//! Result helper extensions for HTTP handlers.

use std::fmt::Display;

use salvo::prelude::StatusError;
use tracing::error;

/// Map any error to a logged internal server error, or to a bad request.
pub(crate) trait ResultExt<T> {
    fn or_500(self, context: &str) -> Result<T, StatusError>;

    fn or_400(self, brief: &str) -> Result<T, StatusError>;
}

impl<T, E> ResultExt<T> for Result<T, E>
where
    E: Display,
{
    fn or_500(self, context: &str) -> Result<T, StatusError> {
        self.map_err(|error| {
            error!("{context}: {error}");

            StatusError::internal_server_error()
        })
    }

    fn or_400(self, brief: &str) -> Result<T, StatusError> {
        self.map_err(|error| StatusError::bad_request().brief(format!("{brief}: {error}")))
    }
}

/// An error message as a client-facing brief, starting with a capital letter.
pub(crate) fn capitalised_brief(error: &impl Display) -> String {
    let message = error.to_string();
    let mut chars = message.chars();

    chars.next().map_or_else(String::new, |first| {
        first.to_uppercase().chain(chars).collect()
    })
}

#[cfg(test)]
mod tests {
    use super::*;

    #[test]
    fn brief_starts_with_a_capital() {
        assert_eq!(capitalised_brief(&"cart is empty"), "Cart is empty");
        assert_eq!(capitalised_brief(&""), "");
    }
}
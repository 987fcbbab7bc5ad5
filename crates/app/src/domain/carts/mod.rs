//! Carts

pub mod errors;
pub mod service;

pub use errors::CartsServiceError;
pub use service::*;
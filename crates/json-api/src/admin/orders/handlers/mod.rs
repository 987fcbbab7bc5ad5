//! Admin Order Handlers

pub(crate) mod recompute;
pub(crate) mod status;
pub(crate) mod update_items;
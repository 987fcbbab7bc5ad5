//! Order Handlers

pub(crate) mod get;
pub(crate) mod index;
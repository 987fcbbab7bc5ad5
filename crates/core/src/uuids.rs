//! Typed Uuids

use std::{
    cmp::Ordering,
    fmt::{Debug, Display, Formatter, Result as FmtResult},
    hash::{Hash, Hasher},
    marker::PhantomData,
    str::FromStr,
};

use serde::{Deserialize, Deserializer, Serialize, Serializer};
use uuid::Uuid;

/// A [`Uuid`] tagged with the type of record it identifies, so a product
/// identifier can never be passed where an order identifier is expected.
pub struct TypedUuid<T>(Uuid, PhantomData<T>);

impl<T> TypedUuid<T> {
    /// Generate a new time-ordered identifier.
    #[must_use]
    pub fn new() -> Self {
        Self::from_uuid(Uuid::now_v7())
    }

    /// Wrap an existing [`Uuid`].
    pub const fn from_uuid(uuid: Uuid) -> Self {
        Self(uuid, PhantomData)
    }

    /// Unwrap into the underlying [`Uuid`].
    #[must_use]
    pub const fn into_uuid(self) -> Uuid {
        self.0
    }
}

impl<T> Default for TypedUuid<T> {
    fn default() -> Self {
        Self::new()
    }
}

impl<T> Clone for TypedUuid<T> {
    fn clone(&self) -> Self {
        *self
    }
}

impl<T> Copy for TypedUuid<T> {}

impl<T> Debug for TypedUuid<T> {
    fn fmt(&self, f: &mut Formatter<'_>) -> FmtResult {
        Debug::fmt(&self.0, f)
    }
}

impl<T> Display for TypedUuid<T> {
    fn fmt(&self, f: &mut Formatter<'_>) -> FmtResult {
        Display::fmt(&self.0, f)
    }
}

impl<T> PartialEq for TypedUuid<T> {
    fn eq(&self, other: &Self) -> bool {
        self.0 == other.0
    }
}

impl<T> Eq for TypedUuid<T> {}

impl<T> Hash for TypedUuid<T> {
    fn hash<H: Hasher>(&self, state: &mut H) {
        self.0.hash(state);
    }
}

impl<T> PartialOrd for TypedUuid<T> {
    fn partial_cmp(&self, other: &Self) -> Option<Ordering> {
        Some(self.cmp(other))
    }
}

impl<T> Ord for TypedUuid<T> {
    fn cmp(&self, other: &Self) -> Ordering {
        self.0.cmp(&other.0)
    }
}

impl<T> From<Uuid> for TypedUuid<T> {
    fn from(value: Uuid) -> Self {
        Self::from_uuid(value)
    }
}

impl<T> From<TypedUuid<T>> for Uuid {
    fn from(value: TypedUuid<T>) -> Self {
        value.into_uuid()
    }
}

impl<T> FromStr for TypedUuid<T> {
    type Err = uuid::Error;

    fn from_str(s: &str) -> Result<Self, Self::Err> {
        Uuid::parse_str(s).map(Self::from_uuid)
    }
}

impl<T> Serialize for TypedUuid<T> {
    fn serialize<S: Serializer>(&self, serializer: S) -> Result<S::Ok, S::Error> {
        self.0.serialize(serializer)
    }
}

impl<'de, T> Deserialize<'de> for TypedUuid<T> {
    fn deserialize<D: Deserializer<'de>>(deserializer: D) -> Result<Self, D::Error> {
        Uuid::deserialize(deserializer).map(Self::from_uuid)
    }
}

★ ★ ★ ★

### WORK TASK
Reproduce the whole listing above exactly.

### ANSWER FOR THIS EXERCISE
//! Result helper extensions for HTTP handlers.

use std::fmt::Display;

use salvo::prelude::StatusError;
use tracing::error;

/// Map any error to a logged internal server error, or to a bad request.
pub(crate) trait ResultExt<T> {
    fn or_500(self, context: &str) -> Result<T, StatusError>;

    fn or_400(self, brief: &str) -> Result<T, StatusError>;
}

impl<T, E> ResultExt<T> for Result<T, E>
where
    E: Display,
{
    fn or_500(self, context: &str) -> Result<T, StatusError> {
        self.map_err(|error| {
            error!("{context}: {error}");

            StatusError::internal_server_error()
        })
    }

    fn or_400(self, brief: &str) -> Result<T, StatusError> {
        self.map_err(|error| StatusError::bad_request().brief(format!("{brief}: {error}")))
    }
}

/// An error message as a client-facing brief, starting with a capital letter.
pub(crate) fn capitalised_brief(error: &impl Display) -> String {
    let message = error.to_string();
    let mut chars = message.chars();

    chars.next().map_or_else(String::new, |first| {
        first.to_uppercase().chain(chars).collect()
    })
}

#[cfg(test)]
mod tests {
    use super::*;

    #[test]
    fn brief_starts_with_a_capital() {
        assert_eq!(capitalised_brief(&"cart is empty"), "Cart is empty");
        assert_eq!(capitalised_brief(&""), "");
    }
}
repository 987fcbbab7bc5ad5
filename crates/app/src/domain/carts/mod.rs
//! Carts

pub mod errors;
pub mod service;

pub use errors::CartsServiceError;
pub use service::*;
filename crates/json-api/src/admin/orders/handlers/mod.rs
repository 987fcbbab7bc5ad5
//! Admin Order Handlers

pub(crate) mod recompute;
pub(crate) mod status;
pub(crate) mod update_items;
repository 987fcbbab7bc5ad5
//! Order Handlers

pub(crate) mod get;
pub(crate) mod index;
repository 987fcbbab7bc5ad5
filename crates/core/src/uuids.rs
//! Typed Uuids

use std::{
    cmp::Ordering,
    fmt::{Debug, Display, Formatter, Result as FmtResult},
    hash::{Hash, Hasher},
    marker::PhantomData,
    str::FromStr,
};

use serde::{Deserialize, Deserializer, Serialize, Serializer};
use uuid::Uuid;

/// A [`Uuid`] tagged with the type of record it identifies, so a product
/// identifier can never be passed where an order identifier is expected.
pub struct TypedUuid<T>(Uuid, PhantomData<T>);

impl<T> TypedUuid<T> {
    /// Generate a new time-ordered identifier.
    #[must_use]
    pub fn new() -> Self {
        Self::from_uuid(Uuid::now_v7())
    }

    /// Wrap an existing [`Uuid`].
    pub const fn from_uuid(uuid: Uuid) -> Self {
        Self(uuid, PhantomData)
    }

    /// Unwrap into the underlying [`Uuid`].
    #[must_use]
    pub const fn into_uuid(self) -> Uuid {
        self.0
    }
}

impl<T> Default for TypedUuid<T> {
    fn default() -> Self {
        Self::new()
    }
}

impl<T> Clone for TypedUuid<T> {
    fn clone(&self) -> Self {
        *self
    }
}

impl<T> Copy for TypedUuid<T> {}

impl<T> Debug for TypedUuid<T> {
    fn fmt(&self, f: &mut Formatter<'_>) -> FmtResult {
        Debug::fmt(&self.0, f)
    }
}

impl<T> Display for TypedUuid<T> {
    fn fmt(&self, f: &mut Formatter<'_>) -> FmtResult {
        Display::fmt(&self.0, f)
    }
}

impl<T> PartialEq for TypedUuid<T> {
    fn eq(&self, other: &Self) -> bool {
        self.0 == other.0
    }
}

impl<T> Eq for TypedUuid<T> {}

impl<T> Hash for TypedUuid<T> {
    fn hash<H: Hasher>(&self, state: &mut H) {
        self.0.hash(state);
    }
}

impl<T> PartialOrd for TypedUuid<T> {
    fn partial_cmp(&self, other: &Self) -> Option<Ordering> {
        Some(self.cmp(other))
    }
}

impl<T> Ord for TypedUuid<T> {
    fn cmp(&self, other: &Self) -> Ordering {
        self.0.cmp(&other.0)
    }
}

impl<T> From<Uuid> for TypedUuid<T> {
    fn from(value: Uuid) -> Self {
        Self::from_uuid(value)
    }
}

impl<T> From<TypedUuid<T>> for Uuid {
    fn from(value: TypedUuid<T>) -> Self {
        value.into_uuid()
    }
}

impl<T> FromStr for TypedUuid<T> {
    type Err = uuid::Error;

    fn from_str(s: &str) -> Result<Self, Self::Err> {
        Uuid::parse_str(s).map(Self::from_uuid)
    }
}

impl<T> Serialize for TypedUuid<T> {
    fn serialize<S: Serializer>(&self, serializer: S) -> Result<S::Ok, S::Error> {
        self.0.serialize(serializer)
    }
}

impl<'de, T> Deserialize<'de> for TypedUuid<T> {
    fn deserialize<D: Deserializer<'de>>(deserializer: D) -> Result<Self, D::Error> {
        Uuid::deserialize(deserializer).map(Self::from_uuid)
    }
}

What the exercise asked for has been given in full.